An aggregate economic analysis of potential erosion and plant nutrient controls in the Corn Belt
Taylor, C.R.; Frohberg, K.K.; Seitz, W.D.
An aggregate economic analysis of potential erosion and plant nutrient controls in the Corn Belt: 25-45
This study indicates that reasonable soil erosion control programs can be implemented without having serious economic impacts on the agricultural sector or on consumer expenditure)l If however, the high soil loss coefficients are accurate, and if a stringent soil loss restriction such as a 2-ton-per-year limit were adopted, the economic impacts would be serious. Serious economic impacts would also be generated by tight controls on nitrogen use. Contrary to popular belief, the economic burden of the restriction falls more on consumers than on producers for many of the controls considered. This occurs because the model includes demand and supply functions for the major crops, allowing impacts of controls to be translated into higher prices generating higher gross receipts at the farm level. The higher receipts help offset or, in some cases, more than offset the higher production costs or lower yields associated with controls.
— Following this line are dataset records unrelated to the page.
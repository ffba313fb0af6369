use std::sync::{Mutex, MutexGuard};

use bdk_wallet::chain::Merge;
use bdk_wallet::ChangeSet;

use crate::error::{StoreError, SyncError};
use crate::types::{ChainIndex, RevertUpdate, SyncReport};

/// Persistence backend for a single wallet.
pub trait WalletStore: Send {
    /// Last chain index the store has recorded as applied.
    fn tip(&self) -> Result<Option<ChainIndex>, StoreError>;

    /// Committed wallet state.
    fn changeset(&self) -> Result<ChangeSet, StoreError>;

    /// Records the wallet's initial state.
    fn init(&self, changeset: ChangeSet) -> Result<(), StoreError>;

    /// Runs `f` inside a scoped transaction.
    ///
    /// Everything `f` stages is committed only if it returns `Ok`.
    fn update_chain_state<T, F>(&self, f: F) -> Result<T, SyncError>
    where
        F: FnOnce(&mut UpdateTx) -> Result<T, SyncError>;
}

/// Staged changes of an in-flight chain state update.
#[derive(Debug, Default)]
pub struct UpdateTx {
    tip: Option<ChainIndex>,
    changeset: ChangeSet,
    reverted: usize,
    applied: usize,
}

impl UpdateTx {
    pub fn begin(tip: Option<ChainIndex>) -> Self {
        Self {
            tip,
            ..Default::default()
        }
    }

    pub fn tip(&self) -> Option<ChainIndex> {
        self.tip
    }

    pub fn stage(&mut self, changeset: ChangeSet) {
        self.changeset.merge(changeset);
    }

    /// Moves the tip below a reverted block and drops its checkpoint from
    /// the staged wallet state.
    pub fn revert_index(&mut self, update: &RevertUpdate) {
        let mut changeset = ChangeSet::default();
        changeset
            .local_chain
            .blocks
            .insert(update.index.height, None);
        self.stage(changeset);

        self.tip = update.parent();
        self.reverted += 1;
    }

    pub fn apply_index(&mut self, index: ChainIndex) {
        self.tip = Some(index);
        self.applied += 1;
    }

    pub fn report(&self) -> SyncReport {
        SyncReport {
            reverted: self.reverted,
            applied: self.applied,
            tip: self.tip,
        }
    }

    pub fn into_parts(self) -> (Option<ChainIndex>, ChangeSet) {
        (self.tip, self.changeset)
    }
}

#[derive(Debug, Default)]
struct StoreState {
    tip: Option<ChainIndex>,
    changeset: ChangeSet,
}

/// Non-durable in-memory wallet store. State is lost when dropped.
#[derive(Debug, Default)]
pub struct EphemeralWalletStore {
    state: Mutex<StoreState>,
}

impl EphemeralWalletStore {
    pub fn new() -> Self {
        Self::default()
    }

    fn lock(&self) -> Result<MutexGuard<'_, StoreState>, StoreError> {
        self.state.lock().map_err(|_| StoreError::Poisoned)
    }
}

impl WalletStore for EphemeralWalletStore {
    fn tip(&self) -> Result<Option<ChainIndex>, StoreError> {
        Ok(self.lock()?.tip)
    }

    fn changeset(&self) -> Result<ChangeSet, StoreError> {
        Ok(self.lock()?.changeset.clone())
    }

    fn init(&self, changeset: ChangeSet) -> Result<(), StoreError> {
        let mut state = self.lock()?;
        state.changeset.merge(changeset);
        Ok(())
    }

    fn update_chain_state<T, F>(&self, f: F) -> Result<T, SyncError>
    where
        F: FnOnce(&mut UpdateTx) -> Result<T, SyncError>,
    {
        let mut state = self.lock()?;
        let mut tx = UpdateTx::begin(state.tip);
        let out = f(&mut tx)?;

        let (tip, changeset) = tx.into_parts();
        state.tip = tip;
        state.changeset.merge(changeset);
        log::trace!("[WALLET] store committed, tip {:?}", tip);
        Ok(out)
    }
}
Such results will not be demonstrated by a model limited to fixed commodity prices. Two sets of soil loss coefficients were used in the study. One set was supplied by the Federal Soil Conservation Service, while the other set was supplied by Illinois Soil Conservation Service personnel. It appears that the two sets of coefficients bracket actual soil losses. To obtain more precise estimates of the economic impacts of non-point pollution controls, precise estimates of soil loss coefficients must be obtained.